Okay, so I obviously couldn't piss the BlogGods off any further. So I put a finger to chin and thought. Finally, an 'Aha!'.
(Okay, it was still before 10:00, so it was more like an 'Ugh-uhh'. Deal.)
Anyway, I wasn't so sure about the Sitdown Standup (Fight! Fight! Fight!) part anyway (and there's just one more reason to ditch it...), so I thought I'd abbreviate it and focus on the important part of all this -- the EXPERIENCE. Right? I mean, if it's not an experience, then what good is it? So I happily typed in my new URL and got it approved:
Now, I didn't see the problem with this at first, I really didn't. My half-started brain saw ssEXPERIENCE and all was well. It wasn't until I actually used the URL that I realized what I'd really come up with, in the pimply adolescent eyes of the Web:
Ick. On the other hand, maybe no ick. Sex sells, of course. Even the faint whiff of sex sells.
(Though it really shouldn't, I wouldn't think -- have you ever really gotten a nice big snootful of sex smell? I mean, at the time -- assuming you're with company while it's happening -- it's easy enough to move on and get back to the ugly-bumping at hand, or whatever it is you're trying to accomplish. But out of context, I wouldn't think it'd be all that pleasant -- all sweaty and musky and tangy in not quite the right way... like a wet moose dipped in expired duck sauce or something...)
Lost my place again... oh, right, the URL.
Anyway, I decided that though a site w/SEX prominently displayed in the URL might bring in the eyeballs, it was at least as likely to bring in a whole host of other body parts that I really don't have anything for just at the moment. And I could see the potential for those body parts to get all worked up and angry (but not in the way they'd hoped, really), and to hijack the fingers and brains attached to them into some sort of flame/spam/hack war against this site and all of the sex that it really, at the end of the day, doesn't represent. So, in the end, I decided that I'd rather risk the 'net equivalent of throwing a pig roast for a few expected friends and having no one show up.
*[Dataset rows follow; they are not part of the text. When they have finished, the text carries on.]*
//! Staged content and the size capability every content handle provides.

use std::fmt;
use std::fs::File;
use std::io::{self, Read, Seek, SeekFrom};
use std::path::Path;
use std::sync::Arc;

use bytes::{Buf, Bytes};

/// Anything whose size in bytes is known without consuming it.
pub trait ContentSize {
    fn content_size(&self) -> u64;
}

impl ContentSize for [u8] {
    fn content_size(&self) -> u64 {
        self.len() as u64
    }
}

impl ContentSize for Vec<u8> {
    fn content_size(&self) -> u64 {
        self.len() as u64
    }
}

impl ContentSize for str {
    fn content_size(&self) -> u64 {
        self.len() as u64
    }
}

impl ContentSize for String {
    fn content_size(&self) -> u64 {
        self.len() as u64
    }
}

impl ContentSize for Bytes {
    fn content_size(&self) -> u64 {
        self.len() as u64
    }
}

impl<T: ContentSize + ?Sized> ContentSize for &T {
    fn content_size(&self) -> u64 {
        (**self).content_size()
    }
}

impl<T: ContentSize + ?Sized> ContentSize for Box<T> {
    fn content_size(&self) -> u64 {
        (**self).content_size()
    }
}

impl<T: ContentSize + ?Sized> ContentSize for Arc<T> {
    fn content_size(&self) -> u64 {
        (**self).content_size()
    }
}

/// Content staged on a datastream before it is saved.
///
/// Lengths of files and streams are captured when the handle is built, so
/// asking for the size later never touches the filesystem and never fails.
pub enum ContentHandle {
    /// An in-memory buffer.
    Bytes(Bytes),
    /// An open file and its length at the time it was staged.
    File { file: File, len: u64 },
    /// A reader with a declared length.
    Stream {
        reader: Box<dyn Read + Send + Sync>,
        len: u64,
    },
}

impl ContentHandle {
    pub fn from_bytes(data: impl Into<Bytes>) -> Self {
        Self::Bytes(data.into())
    }

    /// Stage an open file. Its length is read from file metadata.
    pub fn from_file(file: File) -> io::Result<Self> {
        let len = file.metadata()?.len();
        Ok(Self::File { file, len })
    }

    /// Open and stage the file at `path`.
    pub fn open(path: impl AsRef<Path>) -> io::Result<Self> {
        Self::from_file(File::open(path)?)
    }

    /// Stage a reader whose length the caller already knows.
    pub fn from_reader(reader: impl Read + Send + Sync + 'static, len: u64) -> Self {
        Self::Stream {
            reader: Box::new(reader),
            len,
        }
    }

    /// Stage a seekable reader, measuring the bytes left from its current
    /// position. The position is restored afterwards.
    pub fn from_seekable<R>(mut reader: R) -> io::Result<Self>
    where
        R: Read + Seek + Send + Sync + 'static,
    {
        let pos = reader.stream_position()?;
        let end = reader.seek(SeekFrom::End(0))?;
        reader.seek(SeekFrom::Start(pos))?;
        Ok(Self::from_reader(reader, end.saturating_sub(pos)))
    }

    /// `true` for handles that are read incrementally (files and streams)
    /// rather than held in memory.
    pub fn behaves_like_io(&self) -> bool {
        matches!(self, Self::File { .. } | Self::Stream { .. })
    }

    /// The buffer, for in-memory content.
    pub fn as_bytes(&self) -> Option<&[u8]> {
        match self {
            Self::Bytes(b) => Some(&b[..]),
            _ => None,
        }
    }

    /// Consume the handle into a reader for upload.
    pub fn into_reader(self) -> Box<dyn Read + Send + Sync> {
        match self {
            Self::Bytes(b) => Box::new(b.reader()),
            Self::File { file, .. } => Box::new(file),
            Self::Stream { reader, .. } => reader,
        }
    }
}

impl ContentSize for ContentHandle {
    fn content_size(&self) -> u64 {
        match self {
            Self::Bytes(b) => b.len() as u64,
            Self::File { len, .. } | Self::Stream { len, .. } => *len,
        }
    }
}

impl fmt::Debug for ContentHandle {
    fn fmt(&self, f: &mut fmt::Formatter<'_>) -> fmt::Result {
        match self {
            Self::Bytes(b) => f.debug_tuple("Bytes").field(&b.len()).finish(),
            Self::File { len, .. } => f.debug_struct("File").field("len", len).finish(),
            Self::Stream { len, .. } => f.debug_struct("Stream").field("len", len).finish(),
        }
    }
}

impl From<Bytes> for ContentHandle {
    fn from(b: Bytes) -> Self {
        Self::Bytes(b)
    }
}

impl From<Vec<u8>> for ContentHandle {
    fn from(v: Vec<u8>) -> Self {
        Self::Bytes(Bytes::from(v))
    }
}

impl From<String> for ContentHandle {
    fn from(s: String) -> Self {
        Self::Bytes(Bytes::from(s))
    }
}

impl From<&str> for ContentHandle {
    fn from(s: &str) -> Self {
        Self::Bytes(Bytes::copy_from_slice(s.as_bytes()))
    }
}

impl From<&[u8]> for ContentHandle {
    fn from(s: &[u8]) -> Self {
        Self::Bytes(Bytes::copy_from_slice(s))
    }
}

#[cfg(test)]
mod tests {
    use super::*;
    use std::io::{Cursor, Write};

    #[test]
    fn plain_buffers_report_length() {
        assert_eq!(b"hello"[..].content_size(), 5);
        assert_eq!(vec![0u8; 7].content_size(), 7);
        assert_eq!("i have changed!".content_size(), 15);
        assert_eq!(String::new().content_size(), 0);
        assert_eq!(Bytes::from_static(b"abc").content_size(), 3);
        assert_eq!(Box::new(String::from("ab")).content_size(), 2);
    }

    #[test]
    fn file_handle_behaves_like_io() {
        let mut tmp = tempfile::NamedTempFile::new().unwrap();
        tmp.write_all(b"twelve bytes").unwrap();
        tmp.flush().unwrap();

        let handle = ContentHandle::open(tmp.path()).unwrap();
        assert!(handle.behaves_like_io());
        assert_eq!(handle.content_size(), 12);
    }

    #[test]
    fn tempfile_handle_behaves_like_io() {
        let tmp = tempfile::tempfile().unwrap();
        let handle = ContentHandle::from_file(tmp).unwrap();
        assert!(handle.behaves_like_io());
        assert_eq!(handle.content_size(), 0);
    }

    #[test]
    fn cursor_behaves_like_io() {
        let handle = ContentHandle::from_seekable(Cursor::new(b"foo".to_vec())).unwrap();
        assert!(handle.behaves_like_io());
        assert_eq!(handle.content_size(), 3);
    }

    #[test]
    fn seekable_measures_from_current_position() {
        let mut cursor = Cursor::new(b"0123456789".to_vec());
        cursor.set_position(4);
        let handle = ContentHandle::from_seekable(cursor).unwrap();
        assert_eq!(handle.content_size(), 6);

        let mut out = String::new();
        handle.into_reader().read_to_string(&mut out).unwrap();
        assert_eq!(out, "456789");
    }

    #[test]
    fn in_memory_content_is_not_io() {
        let handle = ContentHandle::from("hi there");
        assert!(!handle.behaves_like_io());
        assert_eq!(handle.as_bytes(), Some(&b"hi there"[..]));
        assert_eq!(handle.content_size(), 8);
    }

    #[test]
    fn bytes_into_reader() {
        let mut out = Vec::new();
        ContentHandle::from(vec![1u8, 2, 3])
            .into_reader()
            .read_to_end(&mut out)
            .unwrap();
        assert_eq!(out, vec![1, 2, 3]);
    }

    #[test]
    fn debug_hides_payload() {
        assert_eq!(format!("{:?}", ContentHandle::from("abc")), "Bytes(3)");
        let stream = ContentHandle::from_reader(Cursor::new(Vec::<u8>::new()), 42);
        assert_eq!(format!("{stream:?}"), "Stream { len: 42 }");
    }
}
(As opposed to having the party overrun w/rabid vegans and animal rights folks who weren't really invited, but are outraged and moved to destruction nonetheless. Hell hath no fury like an animal lover with the smell of pork in his/her nostrils... Oh, and no offense if you're a "non-rabid vegan", though it's not yet been proven to me that the term is not an oxymoron.)
'k, now where was I? Oh, right, last reason:
iii) Quite frankly, there was no 3rd reason when I started this thread, but I figured I'd come up with something, given how long it would take me to get to the friggin' point. And I have -- the 3rd reason is simply that it's clear from the work we've done so far together that a name along another line will be much more appropriate. I'm leaning toward 'Where the Hell Was I?', and hope to get the corresponding URL.
(I'll sacrifice an iMac to the BlogGods to make peace first; that's all the bloody fruit-colored things are good for, at any rate. I mean, even as paperweights and doorstops, they suck ass. Who wants a big lime-colored neon piece of crap in their hallway or holding down their papers, anyway?)
If that doesn't work out for some reason, maybe I'll go with 'Anyway', or 'Just Parenthetically' or something else that clearly indicates my difficulty in staying on track.
So I'm off to see the Wizards.
(God help you, don't add, 'the wonderful wizards of Blog!!'. Do try and keep a shred of dignity while you're here, eh?)
Anyway (my last 'anyway' for now, and my last parentheseseses), that's all I've got for now. Ten am has rolled around, so I've got my brain back, and I'm ready to face the world. Now where the hell was I?